- _What you will do_
Please restate verbatim the lines that open the listing below, ending with the line in which "use crate::pattern::Params;" occurs.

- _Data_

▼

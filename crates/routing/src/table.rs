//! The ordered route table and its first-match-wins lookup.

use relay_uri::QueryMap;
use tracing::trace;

use crate::entry::RouteEntry;
use crate::method::Method;
use crate::pattern::Params;

/// A successful lookup: the entry that matched and its path captures.
///
/// Owns a clone of the entry so the result stays valid after the table it
/// came from is swapped out.
#[derive(Clone, Debug)]
pub struct RouteMatch {
    entry: RouteEntry,
    captures: Params,
}

impl RouteMatch {
    #[must_use]
    pub fn entry(&self) -> &RouteEntry {
        &self.entry
    }

    #[must_use]
    pub fn captures(&self) -> &Params {
        &self.captures
    }

    /// Merges the path captures with the first value of each query
    /// parameter. Captures win on name collision.
    #[must_use]
    pub fn params_with_query(&self, query: &QueryMap) -> Params {
        let mut params = Params::new();
        for (name, value) in query.iter() {
            params.insert(name.to_string(), value.first().to_string());
        }
        for (name, value) in &self.captures {
            params.insert(name.clone(), value.clone());
        }
        params
    }
}

/// An immutable, ordered list of route entries.
///
/// Lookup scans entries in insertion order and stops at the first match, so
/// earlier entries shadow later ones.
#[derive(Clone, Debug, Default, PartialEq, Eq)]
pub struct RouteTable {
    entries: Vec<RouteEntry>,
}

impl RouteTable {
    #[must_use]
    pub fn new(entries: Vec<RouteEntry>) -> Self {
        Self { entries }
    }

    #[must_use]
    pub fn entries(&self) -> &[RouteEntry] {
        &self.entries
    }

    #[must_use]
    pub fn len(&self) -> usize {
        self.entries.len()
    }

    #[must_use]
    pub fn is_empty(&self) -> bool {
        self.entries.is_empty()
    }

    /// Finds the first entry whose method and template match the request.
    #[must_use]
    pub fn find(&self, method: Method, path: &str) -> Option<RouteMatch> {
        for entry in &self.entries {
            if entry.method() != method {
                continue;
            }
            if let Some(captures) = entry.pattern().matches(path) {
                trace!(route = %entry.label(), path, "route matched");
                return Some(RouteMatch {
                    entry: entry.clone(),
                    captures,
                });
            }
        }
        None
    }
}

▲

- _Task solution_
filename crates/routing/src/table.rs
//! The ordered route table and its first-match-wins lookup.

use relay_uri::QueryMap;
use tracing::trace;

use crate::entry::RouteEntry;
use crate::method::Method;
use crate::pattern::Params;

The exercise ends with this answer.